# Impossible to recall.... Bird in sight....



## Mako (Aug 12, 2019)

My female 4yo has been great. Trained hard for upland birds, ducks, and squirrels, and the kids can't live without her.
Trained her for a full year.

She has been great, and my family has had so much fun with her.

Over the past 10 days, we camped remotely on some lakes and rivers. Just family time, canoeing and fishing. 

Off leash she always has perfect recall.... until this trip. 

One look at a duck, and she literally will swim after it forever. Complete tunnel vision. Zero recall.

After an hour, on the first day, I had to canoe out in the middle of a lake, 1/2 mile out and practically lasso her neck to retrieve her. This happened each day I allowed off leash swimming.

It only happened when a bird was in sight, and in the water.
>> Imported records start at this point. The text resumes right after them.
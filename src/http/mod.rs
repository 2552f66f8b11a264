//! HTTP protocol implementation.
//!
//! A small HTTP/1.x server side: enough to parse requests, write responses
//! and push file bodies through the kernel without copying them.
//!
//! # Architecture
//!
//! - **`connection`**: Per-connection request loop with keep-alive and idle timeout
//! - **`parser`**: Parses incoming HTTP requests from byte buffers
//! - **`request`**: HTTP request representation and parsing utilities
//! - **`response`**: Status codes and buffered responses for handlers
//! - **`writer`**: Writes a response head, body and file chunks; ends the response
//! - **`transport`**: The socket abstraction, including the zero-copy file transfer
//! - **`mime`**: MIME type detection based on file extensions
//!
//! # Connection State Machine
//!
//! Each client connection goes through a state machine:
//!
//! ```text
//!        ┌─────────────┐
//!        │   Reading   │ ← Wait for incoming request data
//!        └──────┬──────┘
//!               │ Request received          Malformed ──→ Rejecting (400) ──→ Closed
//!               ▼
//!        ┌──────────────────┐
//!        │   Processing     │ ← Handlers, then the file streamer
//!        └──────┬───────────┘
//!               │ Response finished
//!               ├─ Reusable + keep-alive → Reading (same connection)
//!               └─ Otherwise, or timed out → Closed
//! ```

pub mod connection;
pub mod mime;
pub mod parser;
pub mod request;
pub mod response;
pub mod transport;
pub mod writer;
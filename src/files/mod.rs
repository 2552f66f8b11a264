//! Static file serving.
//!
//! `streamer` holds the request-level state machine, `transfer` the open
//! file and its offset bookkeeping.

pub mod streamer;
pub mod transfer;

pub use streamer::{SERVER_NAME, TransferEnd, is_not_modified, send_chunks, server_error, stream};
pub use transfer::FileTransfer;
We hunt ducks, dove, quail, rabbits, squirrels, etc, and her recall skills have disappeared. 

Any thoughts?


----------



## texasred (Jan 29, 2012)

Keeping a good recall, takes on going training. 
Especially when you add that kind of distraction.
Hunting season is right around the corner, you don't have any time to spare.


----------



## tegee26 (Apr 25, 2018)

Mako said:


> My female 4yo has been great. Trained hard for upland birds, ducks, and squirrels, and the kids can't live without her.
> Trained her for a full year.
> 
> She has been great, and my family has had so much fun with her.
> ...




My 2-year old male V does the same exact thing when chasing deer off our property or geese in our two ponds. Especially geese, he will literally swim forever until they fly away; which can be dangerous with regard to tiring out, etc.

We have a large property (160-acres) and have him on e-collar. He's been professionally trained onsite since 9-months old. And, for us, the e-collar has been a game changer. We started out with the Ecollar Technologies collar and great luck with that model; very easy to use and train. But we have since switched to the Garmin Alpha TT; which has 4-mile GPS built into the device. Having GPS has been a very useful feature and I can track him on the handheld unit, etc.
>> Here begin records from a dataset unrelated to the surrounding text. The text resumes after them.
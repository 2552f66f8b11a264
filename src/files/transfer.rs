use std::fs::File;
use std::io;
use std::path::{Path, PathBuf};

/// An open file being streamed to one client.
///
/// Owns the descriptor exclusively; it is closed when the transfer is
/// dropped, whichever way the request ended (completion, client gone,
/// error, or the connection timing out mid-stream).
#[derive(Debug)]
pub struct FileTransfer {
    file: File,
    path: PathBuf,
    size: u64,
    offset: u64,
    remaining: u64,
}

impl FileTransfer {
    /// Open `path` for a transfer of `size` bytes, the length seen at stat time.
    pub async fn open(path: &Path, size: u64) -> io::Result<Self> {
        let file = tokio::fs::File::open(path).await?.into_std().await;
        tracing::debug!(path = %path.display(), fd = ?file, "opened file");
        Ok(Self::from_file(file, path, size))
    }

    pub fn from_file(file: File, path: &Path, size: u64) -> Self {
        Self {
            file,
            path: path.to_path_buf(),
            size,
            offset: 0,
            remaining: size,
        }
    }

    pub fn file(&self) -> &File {
        &self.file
    }

    pub fn path(&self) -> &Path {
        &self.path
    }

    pub fn size(&self) -> u64 {
        self.size
    }

    pub fn offset(&self) -> u64 {
        self.offset
    }

    pub fn remaining(&self) -> u64 {
        self.remaining
    }

    pub fn is_complete(&self) -> bool {
        self.remaining == 0
    }

    /// Record `written` bytes as delivered.
    pub fn advance(&mut self, written: usize) {
        let written = (written as u64).min(self.remaining);
        self.offset += written;
        self.remaining -= written;
    }
}

impl Drop for FileTransfer {
    fn drop(&mut self) {
        tracing::debug!(
            path = %self.path.display(),
            sent = self.offset,
            size = self.size,
            "closed fd"
        );
    }
}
Anyway, when it comes to recall it all boils down to consistency and constantly working with your V. I use every day as a training session. This breed is born to work and with both of our V's I am constantly in training mode. I remember when we were in our puppy and advanced classes, the instructor always pounded into us he critically important recall is for a myriad of reason.....fwiw.

Best of luck with working on recall.


----------



## gingerling (Jun 20, 2015)

Mako, yours is an example of pure instinct x great training, right? V's are superb bird dogs naturally, and you've spent quality time correctly polishing and honing this ability. And, being as preternaturally (I just love that adjective for them!) intelligent, she's generalizing your excellent training onto this new water borne situation. The task is to modify this w/o it affecting all your other birding training. It's her losing her mind in the water you need to address, the water...not the instict to flush the bird.

I'm with TeGee here, this is one for the E collar, train recall command to that, then let her in the H2O and recall, w/ the collar. If she doesn't respond, leave her be, eventually they swim back, and redouble your efforts at retraining to the collar.


----------



## texasred (Jan 29, 2012)

Sorry, I was running short on time. And didn't give a full explanation. I agree with both, of the above post. Here always means Here. Whoa always means Whoa. Both of those commands are easy the overlap training with the e-collar. 
It doesn't matter, if you're out hunting. Or your dog decides to chase the neighbor's cat. Here is still here. That's what I meant by ongoing training.


----------



## Mako (Aug 12, 2019)

I forgot to mention about our last pheasant hunt....

Dog held point, I flushed the bird, and missed my shot,(.410) dog goes full chase mode... after a full minute sprint, this dog leaps into the air, and retrieves a live, squawking rooster. Wish I had a video.


----------



## Mako (Aug 12, 2019)

Thanks for the replies. Time for a new collar, and start retraining.


----------



## harrigab (Aug 21, 2011)

e-collars are banned here in England, Ruby has great recall 99.9% of the time, unless she see's a hare, at 8 year old I doubt very much there's much I can do about it now.


----------



## texasred (Jan 29, 2012)

harrigab said:


> e-collars are banned here in England, Ruby has great recall 99.9% of the time, unless she see's a hare, at 8 year old I doubt very much there's much I can do about it now.


With them being banned, 99.9 is a excellent number.

I have to admit, I've let my younger dogs give chase on jack rabbits.
I can call them back, when they get some distance from me.
The reason I do it. I've never seen one be a able to catch one.
I let the jack rabbits teach them the lesson, if possible. 
Cottontails are a different story.
Deer, and coyotes are off limit to chasing. 
Not saying they haven't tried it.


----------



## lyra (Nov 2, 2012)

harrigab said:


> e-collars are banned here in England.



That isn't currently true. They were made illegal in Wales in 2010. The English government announced in August 2018 that they were going to make them illegal but then dropped it after consultation. The same is true in Scotland where they are still legal.


----------



## texasred (Jan 29, 2012)

Mako said:


> Thanks for the replies. Time for a new collar, and start retraining.


Overlapping the ecollar training, can be a little daunting the first few times. If you haven't done it before, you need a lot of correct information. YouTube videos have just as many bad ones, as good ones.
After 10 years, and a lot of dogs. 
I can now collar condition recall, in about 10 minutes. While still keeping the dog happy. 
A couple more 10 minute sessions, and they are ready for the field off the lead.


----------